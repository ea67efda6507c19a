//! Display functions for command results

use super::formatters::{depth_bar, format_elapsed, percentage};
use crate::commands::{BuildSummary, TreeStatistics};
use colored::Colorize;

const BAR_WIDTH: usize = 40;

/// Print the result of a build
pub fn print_build_summary(summary: &BuildSummary) {
    println!("\n{}", "═".repeat(60).cyan());
    println!(
        " {} {} ",
        "DECISION TREE:".bright_cyan().bold(),
        summary.first_guess.to_uppercase().bright_yellow().bold()
    );
    println!("{}", "═".repeat(60).cyan());

    println!("\n📊 {}", "Tree:".bright_cyan().bold());
    println!(
        "   Average guesses:  {}",
        format!("{:.5}", summary.average_depth).bright_yellow().bold()
    );
    println!(
        "   Worst case:       {}",
        summary.max_depth.to_string().yellow()
    );
    println!("   Secrets:          {}", summary.secrets);
    println!("   Vocabulary:       {} words", summary.vocabulary_size);

    println!("\n⚙️  {}", "Search:".bright_cyan().bold());
    println!("   Execution Time:   {}", format_elapsed(summary.elapsed));
    println!("   Guesses scored:   {}", summary.evaluations);
    println!("   Feedback pairs:   {}", summary.feedback_computed);

    println!(
        "\n✅ Wrote {} paths to {}",
        summary.lines_written,
        summary.output.display().to_string().green()
    );
}

/// Print the guess statistics of a tree
pub fn print_tree_statistics(stats: &TreeStatistics) {
    println!("\n{}", "═".repeat(60).cyan());
    println!(" Tree Statistics ");
    println!("{}", "═".repeat(60).cyan());

    println!("\n📊 {}", "Overall".bright_cyan().bold());
    println!("  Word:          {}", stats.first_guess.to_uppercase().bright_yellow());
    println!(
        "  Average Depth: {}",
        format!("{:.5}", stats.average_depth).bright_yellow().bold()
    );
    println!("  Max Depth:     {}", stats.max_depth);
    println!("  Total Guesses: {}", stats.total_guesses);

    println!("\n📈 {}", "Guess Distribution".bright_cyan().bold());
    let max_count = stats.distribution.values().copied().max().unwrap_or(0);
    for (&guesses, &count) in &stats.distribution {
        let (filled, empty) = depth_bar(count, max_count, BAR_WIDTH);
        println!(
            "  {guesses} guesses: {}{} {count:5} ({:5.1}%)",
            filled.green(),
            empty.bright_black(),
            percentage(count, stats.secrets)
        );
    }

    if !stats.hardest.is_empty() {
        println!(
            "\n😰 {}",
            format!("Hardest Words ({} guesses)", stats.max_depth).yellow().bold()
        );
        for word in &stats.hardest {
            println!("  {}", word.to_uppercase().yellow());
        }
    }
}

• Exercise:
Exactly as written above, please repeat the entries.

• Output for this exercise:
repository ea67efda6507c19a
//! Display functions for command results

use super::formatters::{depth_bar, format_elapsed, percentage};
use crate::commands::{BuildSummary, TreeStatistics};
use colored::Colorize;

const BAR_WIDTH: usize = 40;

/// Print the result of a build
pub fn print_build_summary(summary: &BuildSummary) {
    println!("\n{}", "═".repeat(60).cyan());
    println!(
        " {} {} ",
        "DECISION TREE:".bright_cyan().bold(),
        summary.first_guess.to_uppercase().bright_yellow().bold()
    );
    println!("{}", "═".repeat(60).cyan());

    println!("\n📊 {}", "Tree:".bright_cyan().bold());
    println!(
        "   Average guesses:  {}",
        format!("{:.5}", summary.average_depth).bright_yellow().bold()
    );
    println!(
        "   Worst case:       {}",
        summary.max_depth.to_string().yellow()
    );
    println!("   Secrets:          {}", summary.secrets);
    println!("   Vocabulary:       {} words", summary.vocabulary_size);

    println!("\n⚙️  {}", "Search:".bright_cyan().bold());
    println!("   Execution Time:   {}", format_elapsed(summary.elapsed));
    println!("   Guesses scored:   {}", summary.evaluations);
    println!("   Feedback pairs:   {}", summary.feedback_computed);

    println!(
        "\n✅ Wrote {} paths to {}",
        summary.lines_written,
        summary.output.display().to_string().green()
    );
}

/// Print the guess statistics of a tree
pub fn print_tree_statistics(stats: &TreeStatistics) {
    println!("\n{}", "═".repeat(60).cyan());
    println!(" Tree Statistics ");
    println!("{}", "═".repeat(60).cyan());

    println!("\n📊 {}", "Overall".bright_cyan().bold());
    println!("  Word:          {}", stats.first_guess.to_uppercase().bright_yellow());
    println!(
        "  Average Depth: {}",
        format!("{:.5}", stats.average_depth).bright_yellow().bold()
    );
    println!("  Max Depth:     {}", stats.max_depth);
    println!("  Total Guesses: {}", stats.total_guesses);

    println!("\n📈 {}", "Guess Distribution".bright_cyan().bold());
    let max_count = stats.distribution.values().copied().max().unwrap_or(0);
    for (&guesses, &count) in &stats.distribution {
        let (filled, empty) = depth_bar(count, max_count, BAR_WIDTH);
        println!(
            "  {guesses} guesses: {}{} {count:5} ({:5.1}%)",
            filled.green(),
            empty.bright_black(),
            percentage(count, stats.secrets)
        );
    }

    if !stats.hardest.is_empty() {
        println!(
            "\n😰 {}",
            format!("Hardest Words ({} guesses)", stats.max_depth).yellow().bold()
        );
        for word in &stats.hardest {
            println!("  {}", word.to_uppercase().yellow());
        }
    }
}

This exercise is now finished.